Rapha Festive 500, das steht für ein Fest, das so gar nichts mit der Festlichkeit von Christstollen, Glühwein, Sekt, Flammlachs auf dem Weihnachtsmarkt und langen Abenden auf dem Sofa zu tun hat. Es steht für ein Fest des Rennradfahrens, Entbehrung mitten im Überfluss. Warum Bekleidungshersteller Rapha auf die Idee kam, ausgerechnet zwischen Weihnachten und Neujahr dazu aufzurufen 500 km mit dem Rad zu fahren, liegt einerseits auf der Hand: Zu keiner Zeit des Jahres dürfte die Trägheit der Masse im westlichen Kulturkreis größer sein. Andererseits könnte der Zeitpunkt kaum schlechter gewählt sein. Die Tage sind kurz, die Temperaturen niedrig, zumindest in der nördlichen Hemisphäre. Trotzdem tauschen auch dort jedes Jahr mehr Leute das Sofa gegen den Sattel. Warum?
Dass Rapha jeden erfolgreichen Festive 500-Fahrer früher mit einem Aufbügel-Abzeichen auszeichnete, kann nicht der Grund für den Erfolg sein, denn das ist passé. „Für viele ist es einfach eine jährlich wiederkehrende Motivation“, sagt Steffen Weigold, Rapha Cycling Club Coordinator in Berlin. Die Clubhäuser der Kleidungsmarke sind rund um den Globus während des Aktionszeitraums vom 24.12. bis zum 31.12.2023 ein Treffpunkt für alle, die sich gemeinsam an die 500 wagen wollen. „Die meisten nutzen den Festive 500 Strava Club, um ihre Fahrten zu dokumentieren, das ist am einfachsten. Aber es ist kein Muss, genauso wie die Brevet-Karte kein Muss ist. Ich gehe mal davon aus, dass Ehrlichkeit bei den Kilometern Ehrensache ist“, sagt Weigold. Offizielle Seite: https://www.rapha.cc
Offizielle Rapha Ausfahrten und Strava
Das Berliner Clubhaus bietet zur Rapha Festive 500 2023 jeden Tag eine bis drei gemeinsame weihnachtliche Ausfahrten an. Und bereits am bevorstehenden Wochenende geht es mit einer Trainingsfahrt am 16. Dezember los. Mit dabei sind neben reinen Roadie-Fahrten auch Gravel Rides. Gestartet wird zu unterschiedlichen Zeiten, aber meist morgens zwischen 09:00 Uhr und 11:00 Uhr. Auch das Rapha Clubhouse München bietet jeden Tag Festive 500 Rides an, die immer zwischen um 09.30 Uhr und 11:00 Uhr starten. Hier geht es zur Anmeldung.
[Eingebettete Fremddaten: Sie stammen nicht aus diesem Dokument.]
//! Summary scoring: ROUGE-1/2/L, BLEU and BERTScore-F1.
//!
//! Lexical metrics are computed in process. BERTScore needs contextual token
//! embeddings, which come through the [`TokenEmbedder`] seam.

use crate::errors::MmdError;
use async_trait::async_trait;
use serde::{Serialize, Serializer};
use serde::ser::SerializeMap;
use std::fmt;
use std::sync::Arc;

pub mod bertscore;
pub mod bleu;
pub mod rouge;

pub use bertscore::HttpTokenEmbedder;

/// Produces one embedding row per token of a text, special tokens included
#[async_trait]
pub trait TokenEmbedder: Send + Sync {
    async fn embed_tokens(&self, text: &str) -> Result<Vec<Vec<f32>>, MmdError>;
}

#[derive(Debug, Clone, Copy, PartialEq, Eq, Hash)]
pub enum MetricName {
    Rouge1,
    Rouge2,
    RougeL,
    Bleu,
    BertScoreF1,
}

impl MetricName {
    pub const ALL: [MetricName; 5] = [
        MetricName::Rouge1,
        MetricName::Rouge2,
        MetricName::RougeL,
        MetricName::Bleu,
        MetricName::BertScoreF1,
    ];

    pub fn label(self) -> &'static str {
        match self {
            MetricName::Rouge1 => "ROUGE-1",
            MetricName::Rouge2 => "ROUGE-2",
            MetricName::RougeL => "ROUGE-L",
            MetricName::Bleu => "BLEU",
            MetricName::BertScoreF1 => "BERTScore (F1)",
        }
    }
}

impl fmt::Display for MetricName {
    fn fmt(&self, f: &mut fmt::Formatter<'_>) -> fmt::Result {
        f.write_str(self.label())
    }
}

/// The five scores of one summary, always reported in the same order
#[derive(Debug, Clone, Copy, PartialEq)]
pub struct MetricsReport {
    pub rouge_1: f64,
    pub rouge_2: f64,
    pub rouge_l: f64,
    pub bleu: f64,
    pub bertscore_f1: f64,
}

impl MetricsReport {
    pub fn get(&self, metric: MetricName) -> f64 {
        match metric {
            MetricName::Rouge1 => self.rouge_1,
            MetricName::Rouge2 => self.rouge_2,
            MetricName::RougeL => self.rouge_l,
            MetricName::Bleu => self.bleu,
            MetricName::BertScoreF1 => self.bertscore_f1,
        }
    }

    pub fn entries(&self) -> Vec<(MetricName, f64)> {
        MetricName::ALL.iter().map(|m| (*m, self.get(*m))).collect()
    }
}

// Serialized as an ordered map keyed by metric label
impl Serialize for MetricsReport {
    fn serialize<S: Serializer>(&self, serializer: S) -> Result<S::Ok, S::Error> {
        let mut map = serializer.serialize_map(Some(MetricName::ALL.len()))?;
        for (name, value) in self.entries() {
            map.serialize_entry(name.label(), &value)?;
        }
        map.end()
    }
}

pub struct Evaluator {
    embedder: Arc<dyn TokenEmbedder>,
    strip_special_tokens: bool,
}

impl Evaluator {
    pub fn new(embedder: Arc<dyn TokenEmbedder>, strip_special_tokens: bool) -> Self {
        Self {
            embedder,
            strip_special_tokens,
        }
    }

    /// Score `summary` (hypothesis) against `reference`
    pub async fn evaluate(&self, reference: &str, summary: &str) -> Result<MetricsReport, MmdError> {
        let reference_tokens = rouge::tokenize(reference);
        let summary_tokens = rouge::tokenize(summary);
        if reference_tokens.is_empty() {
            return Err(MmdError::EmptyInputError("reference has no words".to_string()));
        }
        if summary_tokens.is_empty() {
            return Err(MmdError::EmptyInputError("summary has no words".to_string()));
        }

        let rouge_1 = rouge::rouge_n_tokens(&reference_tokens, &summary_tokens, 1).f1;
        let rouge_2 = rouge::rouge_n_tokens(&reference_tokens, &summary_tokens, 2).f1;
        let rouge_l = rouge::rouge_l_tokens(&reference_tokens, &summary_tokens).f1;
        let bleu = bleu::sentence_bleu(reference, summary);
        let bertscore_f1 = self.bertscore(reference, summary).await?.f1;

        let report = MetricsReport {
            rouge_1,
            rouge_2,
            rouge_l,
            bleu,
            bertscore_f1,
        };
        log::debug!("Evaluation: {:?}", report);
        Ok(report)
    }

    pub async fn bertscore(&self, reference: &str, summary: &str) -> Result<bertscore::BertScore, MmdError> {
        let mut candidate = self.embedder.embed_tokens(summary).await?;
        let mut reference_rows = self.embedder.embed_tokens(reference).await?;
        if self.strip_special_tokens {
            candidate = bertscore::strip_special_rows(candidate);
            reference_rows = bertscore::strip_special_rows(reference_rows);
        }
        bertscore::score_embeddings(&candidate, &reference_rows)
    }
}
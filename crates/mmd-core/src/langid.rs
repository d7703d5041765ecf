//! Language identification for raw input text
//!
//! Uses whatlang's trigram classifier. Codes are reported as ISO 639-3, the
//! form SeamlessM4T expects for its `src_lang`, with the ISO 639-1 form kept
//! alongside when one exists.

use crate::errors::MmdError;
use serde::Serialize;
use whatlang::Detector;

/// Result of classifying a piece of text
#[derive(Debug, Clone, PartialEq, Serialize)]
pub struct DetectedLanguage {
    /// ISO 639-3 code, e.g. `eng`
    pub code: String,
    /// ISO 639-1 code when the language has one, e.g. `en`
    pub iso639_1: Option<String>,
    pub confidence: f64,
    pub reliable: bool,
}

impl std::fmt::Display for DetectedLanguage {
    fn fmt(&self, f: &mut std::fmt::Formatter<'_>) -> std::fmt::Result {
        write!(f, "{} (confidence {:.2})", self.code, self.confidence)
    }
}

pub struct LanguageIdentifier {
    detector: Detector,
}

impl LanguageIdentifier {
    pub fn new() -> Self {
        Self {
            detector: Detector::new(),
        }
    }

    /// Classify `text`, failing with `ClassifierError` when no language can be inferred
    pub fn identify(&self, text: &str) -> Result<DetectedLanguage, MmdError> {
        if text.trim().is_empty() {
            return Err(MmdError::ClassifierError(
                "cannot identify the language of empty text".to_string(),
            ));
        }

        let info = self.detector.detect(text).ok_or_else(|| {
            MmdError::ClassifierError(format!(
                "no language could be identified for input of {} characters",
                text.chars().count()
            ))
        })?;

        let code = info.lang().code().to_string();
        let iso639_1 = isolang::Language::from_639_3(&code)
            .and_then(|lang| lang.to_639_1())
            .map(|c| c.to_string());

        let detected = DetectedLanguage {
            code,
            iso639_1,
            confidence: info.confidence(),
            reliable: info.is_reliable(),
        };
        log::debug!("Identified input language: {}", detected);
        if !detected.reliable {
            log::warn!("Language identification is unreliable: {}", detected);
        }

        Ok(detected)
    }
}

impl Default for LanguageIdentifier {
    fn default() -> Self {
        Self::new()
    }
}
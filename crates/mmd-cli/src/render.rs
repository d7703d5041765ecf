//! Plain-text rendering of interaction results

use mmd_core::pipeline::{InteractionStatus, SummaryOutcome};
use mmd_core::{InteractionReport, MetricsReport, Summary, SummaryStats, Translation};
use std::fmt::Write;

pub fn translation(translation: &Translation) -> String {
    let mut out = String::new();
    if let Some(source) = &translation.source_language {
        let _ = writeln!(out, "Detected language: {}", source);
    }
    let _ = writeln!(out, "Translated Text ({}):", translation.selector);
    let _ = write!(out, "{}", translation.text);
    out
}

pub fn summary(summary: &Summary) -> String {
    let mut out = String::new();
    if let Some(truncation) = &summary.truncation {
        let _ = writeln!(out, "Warning: {}", truncation.notice);
    }
    let _ = writeln!(out, "Summary:");
    let _ = write!(out, "{}", summary.text);
    out
}

pub fn summary_outcome(outcome: &SummaryOutcome) -> String {
    match outcome {
        SummaryOutcome::Summarized(s) => summary(s),
        SummaryOutcome::Unavailable { message } => message.clone(),
    }
}

pub fn stats(stats: &SummaryStats) -> String {
    format!(
        "Original Text Length: {} words\nSummary Length: {} words\nCompression Ratio: {:.2}",
        stats.original_words, stats.summary_words, stats.compression_ratio
    )
}

pub fn metrics(metrics: &MetricsReport) -> String {
    let mut out = String::from("Evaluation:");
    for (name, value) in metrics.entries() {
        let _ = write!(out, "\n  {}: {:.4}", name, value);
    }
    out
}

/// Every section of a finished interaction, separated by blank lines
pub fn report(report: &InteractionReport) -> String {
    if report.status == InteractionStatus::EmptyInput {
        return report.notices.join("\n");
    }

    let mut sections = Vec::new();
    if let Some(t) = &report.translation {
        sections.push(translation(t));
    }
    match &report.summary {
        Some(s) => sections.push(summary(s)),
        None => sections.extend(report.notices.iter().cloned()),
    }
    if let Some(s) = &report.stats {
        sections.push(stats(s));
    }
    if let Some(m) = &report.metrics {
        sections.push(metrics(m));
    }
    if report.status == InteractionStatus::EvaluationFailed {
        if let Some(error) = report.notices.last() {
            sections.push(error.clone());
        }
    }
    sections.join("\n\n")
}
Am ersten Festive 500 im Jahr 2010 – ein verschneites – nahmen 94 Leute teil. 2023 haben sich zum jetzigen Zeitpunkt rund 129.133 Mitglieder bei der entsprechenden Herausforderung auf Strava eingetragen. Zu gewinnen gibt es bei Bestehen der Challenge auch etwas: ein Rennrad von Cannondale, einen 1.000 € Rapha-GUtschein werden ausgelost – 20 % Rabatt bei Rapha sind die Belohnung für alle Finisher.
Weil Rapha inzwischen keine echten Aufnäher (Patches) verschickt und manche zudem Indoor-Cycling nicht als wahren Geist der Festive 500 gelten lassen wollen, haben sich inzwischen Alternativen gegründet. Ein Beispiel ist das Gnu Festive 500 – hier gibt es auch Patches.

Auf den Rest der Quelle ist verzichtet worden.